For years I’ve been critical of The Matrix, even trying to fill in the plot holes in literal ways by considering fan theories. It’s not meant to be taken literally. It’s not about machines and cyberspace. It’s about postmodern society (the era after modernity, today’s era) and subversive identity (the film’s concept of residual self-image, how Neo never refers to his self by his given name, and corrects Smith when Smith does so). The efficiency of human bodies as batteries- that’s not the point. The desert of the real isn’t a literal, physical waste; it’s the abandoned, material foundations of our culture, the use value of things superseded by assigned exchange value and sign value, our social animal values replaced by competitive, capitalistic ones, our sense of wonder replaced by the ultra-literal, bland, quietly violent neoliberal aesthetic. The antagonist is depicted as faceless machines as well as a baby-faced… thing to represent the hybrid nature of our own antagonist, a combination of self-referential cultural/political/economic system and powerful masters. My obsession with literalness, my belief that metaphor belonged to the realm of spiritualism, used only to obscure the truth, had prevented me from understanding this excellent explanation of our society for half of my life.

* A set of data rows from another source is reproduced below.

//! Deep search: an independent re-walk of a subtree, streaming name
//! matches as they are found. Does not reuse the tree scanner's output.

mod matcher;

pub use matcher::{NameMatcher, PrefixMatcher};

use lazy_static::lazy_static;
use std::collections::HashSet;
use std::fs;
use std::path::{Path, PathBuf};
use std::sync::mpsc::Sender;
use tracing::debug;

use crate::error::Error;
use crate::messages::{SearchCompleteMessage, SearchMessage, SearchProgressMessage};
use crate::model::SearchResult;
use crate::worker::{self, CancelToken, WorkerHandle};

pub const DEFAULT_MAX_RESULTS: usize = 500;

/// Hard recursion cap bounding worst-case latency on pathological trees.
pub const MAX_DEPTH: usize = 20;

/// Directory count is a better proxy for perceived speed here than wall
/// clock, so progress is emitted per directories scanned.
const PROGRESS_EVERY_DIRS: u64 = 50;

lazy_static! {
    /// Noise directories never descended into: VCS metadata,
    /// package-manager caches, OS system and recycle directories, IDE and
    /// build caches. Dot-prefixed names are skipped separately.
    static ref SKIP_DIRS: HashSet<&'static str> = [
        ".git",
        ".svn",
        ".hg",
        "node_modules",
        "bower_components",
        "__pycache__",
        "target",
        "$RECYCLE.BIN",
        "System Volume Information",
        "Temporary Internet Files",
        "WinSxS",
    ]
    .into_iter()
    .collect();
}

#[derive(Debug, Clone, Copy)]
pub struct SearchOptions {
    pub use_regex: bool,
    pub max_results: usize,
}

impl Default for SearchOptions {
    fn default() -> Self {
        Self {
            use_regex: false,
            max_results: DEFAULT_MAX_RESULTS,
        }
    }
}

/// Spawn a search worker. The handle's channel streams one `Result` per
/// match, `Progress` every 50 directories, then `Complete` or `Error`. A
/// cancelled search sends no `Complete`.
pub fn spawn_search(
    root: PathBuf,
    query: String,
    options: SearchOptions,
) -> WorkerHandle<SearchMessage> {
    worker::spawn(
        move |tx, cancel| match search(&root, &query, &options, &tx, &cancel) {
            Ok(complete) => {
                let _ = tx.send(SearchMessage::Complete(complete));
            }
            Err(Error::Cancelled) => {}
            Err(err) => {
                let _ = tx.send(SearchMessage::Error(err.to_string()));
            }
        },
    )
}

/// Walk `root` matching entry names, streaming results over `tx`. Stops
/// early once `max_results` is reached.
pub fn search(
    root: &Path,
    query: &str,
    options: &SearchOptions,
    tx: &Sender<SearchMessage>,
    cancel: &CancelToken,
) -> Result<SearchCompleteMessage, Error> {
    let matcher = NameMatcher::compile(query, options.use_regex);

    let mut ctx = SearchContext {
        matcher,
        max_results: options.max_results,
        tx,
        cancel,
        dirs_scanned: 0,
        result_count: 0,
    };
    ctx.walk(root, 0)?;

    Ok(SearchCompleteMessage {
        dirs_scanned: ctx.dirs_scanned,
        result_count: ctx.result_count,
    })
}

struct SearchContext<'a> {
    matcher: NameMatcher,
    max_results: usize,
    tx: &'a Sender<SearchMessage>,
    cancel: &'a CancelToken,
    dirs_scanned: u64,
    result_count: usize,
}

impl SearchContext<'_> {
    fn walk(&mut self, dir: &Path, depth: usize) -> Result<(), Error> {
        if self.cancel.is_cancelled() {
            return Err(Error::Cancelled);
        }

        let entries = match fs::read_dir(dir) {
            Ok(entries) => entries,
            Err(source) => {
                if depth == 0 {
                    return Err(Error::RootAccess {
                        path: dir.to_path_buf(),
                        source,
                    });
                }
                debug!("Cannot read directory {}: {}", dir.display(), source);
                return Ok(());
            }
        };

        self.dirs_scanned += 1;
        if self.dirs_scanned % PROGRESS_EVERY_DIRS == 0 {
            let _ = self.tx.send(SearchMessage::Progress(SearchProgressMessage {
                current_path: dir.to_path_buf(),
                dirs_scanned: self.dirs_scanned,
                result_count: self.result_count,
            }));
        }

        for entry_result in entries {
            if self.result_count >= self.max_results {
                return Ok(());
            }

            let entry = match entry_result {
                Ok(entry) => entry,
                Err(err) => {
                    debug!("Cannot read entry in {}: {}", dir.display(), err);
                    continue;
                }
            };
            let file_type = match entry.file_type() {
                Ok(file_type) => file_type,
                Err(err) => {
                    debug!("Cannot determine type of {}: {}", entry.path().display(), err);
                    continue;
                }
            };
            if file_type.is_symlink() {
                continue;
            }

            let name = entry.file_name().to_string_lossy().into_owned();
            let is_dir = file_type.is_dir();
            let path = entry.path();

            if let Some(match_quality) = self.matcher.match_quality(&name) {
                let size = if is_dir {
                    0
                } else {
                    entry.metadata().map(|m| m.len()).unwrap_or(0)
                };
                // Unbatched: every match goes out the moment it is found
                let _ = self.tx.send(SearchMessage::Result(SearchResult {
                    name: name.clone(),
                    path: path.clone(),
                    dir_path: dir.to_path_buf(),
                    size,
                    is_dir,
                    match_quality,
                }));
                self.result_count += 1;
                if self.result_count >= self.max_results {
                    return Ok(());
                }
            }

            if is_dir && depth < MAX_DEPTH && !is_skipped_dir(&name) {
                self.walk(&path, depth + 1)?;
            }
        }

        Ok(())
    }
}

fn is_skipped_dir(name: &str) -> bool {
    name.starts_with('.') || SKIP_DIRS.contains(name)
}

#[cfg(test)]
mod tests {
    use super::*;

    #[test]
    fn test_skip_list_covers_noise_and_hidden() {
        assert!(is_skipped_dir("node_modules"));
        assert!(is_skipped_dir("$RECYCLE.BIN"));
        assert!(is_skipped_dir(".cache"));
        assert!(is_skipped_dir(".git"));
        assert!(!is_skipped_dir("Documents"));
        assert!(!is_skipped_dir("src"));
    }
}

So, shit, what does it mean when our relationship with the real is so distorted that we can’t even recognize it? It means that we can’t properly orient our selves, can’t tell accurate stories about our past, can’t understand how power dynamics work, can’t identify the sources of our cognitive dissonance. Postmodern philosophy talks about our relationships with power and structures a lot, about how subtle yet abusive hierarchies can be, about our relationships with art and technology, how subcultures are appropriated by capital to fit neatly in to the major culture, stripped of their subversive natures, stripped of their politics, making them superficial and marketable to a more general public, and many other topics. It follows poststructuralism, so has a habit of orienting every idea in greater context, analyzing its place in history (how it came about), its place in psychology (how we think about it), what its most superficial aspects imply, and what subtext there is to its message. Yes, it’s largely about how we need to unlearn every thing that we’ve ever learned, both consciously and unconsciously, if we hope to find some semblance of the truth, but it’s also about finding new ways to appreciate the world and live authentic, more meaningful lives.

Part 10: And Deeper Runs the Labyrinth, which only Obscures Our Despair|Cyberpunk, Stoicism, Aesthetics of Cognitive Mapping

So we have a status quo that either rejects subversion or recuperates it. What does this mean? The status quo is a set of accepted norms, regarding all subjects. Subversion is the act of resisting this status quo or rebelling against it. Recuperation is a process by which proponents of the status quo neutralize and absorb subversive ideas and culture. This is why Martin Luther King Junior, for example, is now a mainstream cultural icon, even though he was an enemy of the state in his day, and was assassinated for it. That is a story less about society becoming more tolerant and more about the elite adjusting the rules in order to benefit from the movement- that is, a watered-down, neutralized, fantasy version of the movement. The status quo is not based in reality, remember; it is founded on myths. It recuperates all that antagonizes it and regularly revises history to suit these myths.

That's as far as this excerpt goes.